Exercise brief: Complete, exact copies of all entries are needed.

· · · · · · ·

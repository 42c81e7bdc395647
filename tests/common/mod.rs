//! Shared harness for integration tests: a scripted fetcher, progress
//! recording and marketplace fixture builders.
#![allow(dead_code)]

use async_trait::async_trait;
use std::sync::{Arc, Mutex};

use review_harvest_lib::infrastructure::config::SourceSettings;
use review_harvest_lib::infrastructure::http_client::{FetchOutcome, FetchedPage, PageFetcher, PageRequest};
use review_harvest_lib::{AppConfig, ProgressCallback, ScrapeProgress, ScraperRegistry};

type Responder = Box<dyn Fn(&PageRequest, usize) -> FetchedPage + Send + Sync>;

/// Fetcher answering from a closure. The closure also receives the 1-based
/// attempt number for the requested URL.
pub struct ScriptedFetcher {
    responder: Responder,
    requests: Mutex<Vec<String>>,
}

impl ScriptedFetcher {
    pub fn new(responder: impl Fn(&PageRequest, usize) -> FetchedPage + Send + Sync + 'static) -> Arc<Self> {
        Arc::new(Self {
            responder: Box::new(responder),
            requests: Mutex::new(Vec::new()),
        })
    }

    pub fn requests(&self) -> Vec<String> {
        self.requests.lock().unwrap().clone()
    }

    pub fn count_matching(&self, needle: &str) -> usize {
        self.requests().iter().filter(|url| url.contains(needle)).count()
    }
}

#[async_trait]
impl PageFetcher for ScriptedFetcher {
    async fn fetch_page(&self, request: &PageRequest) -> FetchedPage {
        let attempt = {
            let mut log = self.requests.lock().unwrap();
            log.push(request.url.clone());
            log.iter().filter(|url| **url == request.url).count()
        };
        (self.responder)(request, attempt)
    }
}

pub fn test_config() -> AppConfig {
    let mut config = AppConfig::default();
    config.sources.amazon = SourceSettings::amazon().without_delays();
    config.sources.aliexpress = SourceSettings::aliexpress().without_delays();
    config
}

pub fn registry(fetcher: &Arc<ScriptedFetcher>) -> ScraperRegistry {
    registry_with(fetcher, &test_config())
}

pub fn registry_with(fetcher: &Arc<ScriptedFetcher>, config: &AppConfig) -> ScraperRegistry {
    let fetcher: Arc<dyn PageFetcher> = fetcher.clone();
    ScraperRegistry::with_fetcher(config, fetcher).unwrap()
}

/// Records every progress snapshot pushed by a scrape.
#[derive(Clone, Default)]
pub struct ProgressLog {
    snapshots: Arc<Mutex<Vec<ScrapeProgress>>>,
}

impl ProgressLog {
    pub fn callback(&self) -> ProgressCallback {
        let snapshots = Arc::clone(&self.snapshots);
        Arc::new(move |progress: &ScrapeProgress| snapshots.lock().unwrap().push(progress.clone()))
    }

    pub fn snapshots(&self) -> Vec<ScrapeProgress> {
        self.snapshots.lock().unwrap().clone()
    }

    pub fn last(&self) -> ScrapeProgress {
        self.snapshots().last().cloned().expect("no progress reported")
    }
}

/// Page number from `pageNumber=N` or `page=N` in a URL.
pub fn page_number(url: &str) -> Option<u32> {
    let parsed = url::Url::parse(url).ok()?;
    parsed
        .query_pairs()
        .find(|(key, _)| key == "pageNumber" || key == "page")
        .and_then(|(_, value)| value.parse().ok())
}

pub fn transient(reason: &str) -> FetchedPage {
    FetchedPage::failed(FetchOutcome::TransientError { reason: reason.to_string() })
}

/// Amazon review page with one card per rating. Padded past the minimum
/// body size real pages always exceed.
pub fn amazon_reviews_html(page: u32, ratings: &[u8], has_next: bool) -> String {
    let mut html = String::from(
        r#"<html><body><div data-hook="cr-filter-info-review-rating-count">30 global ratings</div>"#,
    );
    for (i, rating) in ratings.iter().enumerate() {
        let id = format!("R{}-{}", page, i);
        let day = i % 28 + 1;
        html.push_str(&format!(
            r#"<div id="{id}" data-hook="review">
                <span class="a-profile-name">Reviewer {id}</span>
                <i data-hook="review-star-rating" class="a-icon a-icon-star a-star-{rating}"><span class="a-icon-alt">{rating}.0 out of 5 stars</span></i>
                <a data-hook="review-title"><span>{rating}.0 out of 5 stars</span><span>Title {id}</span></a>
                <span data-hook="review-date">Reviewed in the United States on March {day}, 2024</span>
                <span data-hook="avp-badge">Verified Purchase</span>
                <span data-hook="review-body"><span>Body of review {id}</span></span>
            </div>"#
        ));
    }
    if has_next {
        html.push_str(r#"<ul class="a-pagination"><li class="a-last"><a href="?pageNumber=2">Next page</a></li></ul>"#);
    } else {
        html.push_str(r#"<ul class="a-pagination"><li class="a-last a-disabled">Next page</li></ul>"#);
    }
    html.push_str(&format!("<!-- {} --></body></html>", "x".repeat(12_000)));
    html
}

pub fn amazon_product_html() -> String {
    format!(
        r#"<html><head><script type="application/ld+json">{{
            "@type": "Product", "name": "Echo Dot (5th Gen)",
            "image": "https://m.media-amazon.com/images/I/echo.jpg",
            "offers": {{"@type": "Offer", "price": "49.99", "priceCurrency": "USD"}},
            "aggregateRating": {{"ratingValue": "4.7", "reviewCount": "12345"}}
        }}</script></head><body><span id="productTitle">Echo Dot</span><!-- {} --></body></html>"#,
        "x".repeat(12_000)
    )
}

pub fn aliexpress_review(id: u64, stars: u8, images: &[&str]) -> serde_json::Value {
    serde_json::json!({
        "evaluationId": id,
        "buyerName": format!("B***{id}"),
        "buyerEval": u32::from(stars) * 20,
        "buyerFeedback": format!("Feedback {id}"),
        "evalDate": "05 Jan 2024",
        "images": images,
    })
}

pub fn aliexpress_api_json(reviews: Vec<serde_json::Value>, current_page: u32, total_pages: u32, total: u32) -> String {
    serde_json::json!({
        "data": {
            "productReviewList": reviews,
            "currentPage": current_page,
            "totalPage": total_pages,
            "totalNum": total,
        }
    })
    .to_string()
}
//! Per-review filter policy.
//!
//! Pure predicates over a normalized review and the caller's options. Counter
//! bookkeeping belongs to the pagination driver.

use super::review::ScrapedReview;
use super::scrape::ScrapeOptions;

/// Why a review was rejected.
#[derive(Debug, Clone, Copy, PartialEq, Eq)]
pub enum FilterRejection {
    BelowMinRating,
    NoMedia,
    BeforeCutoff,
}

/// Returns the first rule the review violates, if any.
pub fn rejection(review: &ScrapedReview, options: &ScrapeOptions) -> Option<FilterRejection> {
    if options.min_rating.is_some_and(|min| review.rating < min) {
        return Some(FilterRejection::BelowMinRating);
    }
    if options.photos_only && !review.has_media() {
        return Some(FilterRejection::NoMedia);
    }
    if options.reviews_after_date.is_some_and(|cutoff| review.review_date < cutoff) {
        return Some(FilterRejection::BeforeCutoff);
    }
    None
}

pub fn passes(review: &ScrapedReview, options: &ScrapeOptions) -> bool {
    rejection(review, options).is_none()
}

· · · · · · ·

Written reply:
repository 42c81e7bdc395647
filename tests/common/mod.rs
//! Shared harness for integration tests: a scripted fetcher, progress
//! recording and marketplace fixture builders.
#![allow(dead_code)]

use async_trait::async_trait;
use std::sync::{Arc, Mutex};

use review_harvest_lib::infrastructure::config::SourceSettings;
use review_harvest_lib::infrastructure::http_client::{FetchOutcome, FetchedPage, PageFetcher, PageRequest};
use review_harvest_lib::{AppConfig, ProgressCallback, ScrapeProgress, ScraperRegistry};

type Responder = Box<dyn Fn(&PageRequest, usize) -> FetchedPage + Send + Sync>;

/// Fetcher answering from a closure. The closure also receives the 1-based
/// attempt number for the requested URL.
pub struct ScriptedFetcher {
    responder: Responder,
    requests: Mutex<Vec<String>>,
}

impl ScriptedFetcher {
    pub fn new(responder: impl Fn(&PageRequest, usize) -> FetchedPage + Send + Sync + 'static) -> Arc<Self> {
        Arc::new(Self {
            responder: Box::new(responder),
            requests: Mutex::new(Vec::new()),
        })
    }

    pub fn requests(&self) -> Vec<String> {
        self.requests.lock().unwrap().clone()
    }

    pub fn count_matching(&self, needle: &str) -> usize {
        self.requests().iter().filter(|url| url.contains(needle)).count()
    }
}

#[async_trait]
impl PageFetcher for ScriptedFetcher {
    async fn fetch_page(&self, request: &PageRequest) -> FetchedPage {
        let attempt = {
            let mut log = self.requests.lock().unwrap();
            log.push(request.url.clone());
            log.iter().filter(|url| **url == request.url).count()
        };
        (self.responder)(request, attempt)
    }
}

pub fn test_config() -> AppConfig {
    let mut config = AppConfig::default();
    config.sources.amazon = SourceSettings::amazon().without_delays();
    config.sources.aliexpress = SourceSettings::aliexpress().without_delays();
    config
}

pub fn registry(fetcher: &Arc<ScriptedFetcher>) -> ScraperRegistry {
    registry_with(fetcher, &test_config())
}

pub fn registry_with(fetcher: &Arc<ScriptedFetcher>, config: &AppConfig) -> ScraperRegistry {
    let fetcher: Arc<dyn PageFetcher> = fetcher.clone();
    ScraperRegistry::with_fetcher(config, fetcher).unwrap()
}

/// Records every progress snapshot pushed by a scrape.
#[derive(Clone, Default)]
pub struct ProgressLog {
    snapshots: Arc<Mutex<Vec<ScrapeProgress>>>,
}

impl ProgressLog {
    pub fn callback(&self) -> ProgressCallback {
        let snapshots = Arc::clone(&self.snapshots);
        Arc::new(move |progress: &ScrapeProgress| snapshots.lock().unwrap().push(progress.clone()))
    }

    pub fn snapshots(&self) -> Vec<ScrapeProgress> {
        self.snapshots.lock().unwrap().clone()
    }

    pub fn last(&self) -> ScrapeProgress {
        self.snapshots().last().cloned().expect("no progress reported")
    }
}

/// Page number from `pageNumber=N` or `page=N` in a URL.
pub fn page_number(url: &str) -> Option<u32> {
    let parsed = url::Url::parse(url).ok()?;
    parsed
        .query_pairs()
        .find(|(key, _)| key == "pageNumber" || key == "page")
        .and_then(|(_, value)| value.parse().ok())
}

pub fn transient(reason: &str) -> FetchedPage {
    FetchedPage::failed(FetchOutcome::TransientError { reason: reason.to_string() })
}

/// Amazon review page with one card per rating. Padded past the minimum
/// body size real pages always exceed.
pub fn amazon_reviews_html(page: u32, ratings: &[u8], has_next: bool) -> String {
    let mut html = String::from(
        r#"<html><body><div data-hook="cr-filter-info-review-rating-count">30 global ratings</div>"#,
    );
    for (i, rating) in ratings.iter().enumerate() {
        let id = format!("R{}-{}", page, i);
        let day = i % 28 + 1;
        html.push_str(&format!(
            r#"<div id="{id}" data-hook="review">
                <span class="a-profile-name">Reviewer {id}</span>
                <i data-hook="review-star-rating" class="a-icon a-icon-star a-star-{rating}"><span class="a-icon-alt">{rating}.0 out of 5 stars</span></i>
                <a data-hook="review-title"><span>{rating}.0 out of 5 stars</span><span>Title {id}</span></a>
                <span data-hook="review-date">Reviewed in the United States on March {day}, 2024</span>
                <span data-hook="avp-badge">Verified Purchase</span>
                <span data-hook="review-body"><span>Body of review {id}</span></span>
            </div>"#
        ));
    }
    if has_next {
        html.push_str(r#"<ul class="a-pagination"><li class="a-last"><a href="?pageNumber=2">Next page</a></li></ul>"#);
    } else {
        html.push_str(r#"<ul class="a-pagination"><li class="a-last a-disabled">Next page</li></ul>"#);
    }
    html.push_str(&format!("<!-- {} --></body></html>", "x".repeat(12_000)));
    html
}

pub fn amazon_product_html() -> String {
    format!(
        r#"<html><head><script type="application/ld+json">{{
            "@type": "Product", "name": "Echo Dot (5th Gen)",
            "image": "https://m.media-amazon.com/images/I/echo.jpg",
            "offers": {{"@type": "Offer", "price": "49.99", "priceCurrency": "USD"}},
            "aggregateRating": {{"ratingValue": "4.7", "reviewCount": "12345"}}
        }}</script></head><body><span id="productTitle">Echo Dot</span><!-- {} --></body></html>"#,
        "x".repeat(12_000)
    )
}

pub fn aliexpress_review(id: u64, stars: u8, images: &[&str]) -> serde_json::Value {
    serde_json::json!({
        "evaluationId": id,
        "buyerName": format!("B***{id}"),
        "buyerEval": u32::from(stars) * 20,
        "buyerFeedback": format!("Feedback {id}"),
        "evalDate": "05 Jan 2024",
        "images": images,
    })
}

pub fn aliexpress_api_json(reviews: Vec<serde_json::Value>, current_page: u32, total_pages: u32, total: u32) -> String {
    serde_json::json!({
        "data": {
            "productReviewList": reviews,
            "currentPage": current_page,
            "totalPage": total_pages,
            "totalNum": total,
        }
    })
    .to_string()
}
//! Per-review filter policy.
//!
//! Pure predicates over a normalized review and the caller's options. Counter
//! bookkeeping belongs to the pagination driver.

use super::review::ScrapedReview;
use super::scrape::ScrapeOptions;

/// Why a review was rejected.
#[derive(Debug, Clone, Copy, PartialEq, Eq)]
pub enum FilterRejection {
    BelowMinRating,
    NoMedia,
    BeforeCutoff,
}

/// Returns the first rule the review violates, if any.
pub fn rejection(review: &ScrapedReview, options: &ScrapeOptions) -> Option<FilterRejection> {
    if options.min_rating.is_some_and(|min| review.rating < min) {
        return Some(FilterRejection::BelowMinRating);
    }
    if options.photos_only && !review.has_media() {
        return Some(FilterRejection::NoMedia);
    }
    if options.reviews_after_date.is_some_and(|cutoff| review.review_date < cutoff) {
        return Some(FilterRejection::BeforeCutoff);
    }
    None
}

pub fn passes(review: &ScrapedReview, options: &ScrapeOptions) -> bool {
    rejection(review, options).is_none()
}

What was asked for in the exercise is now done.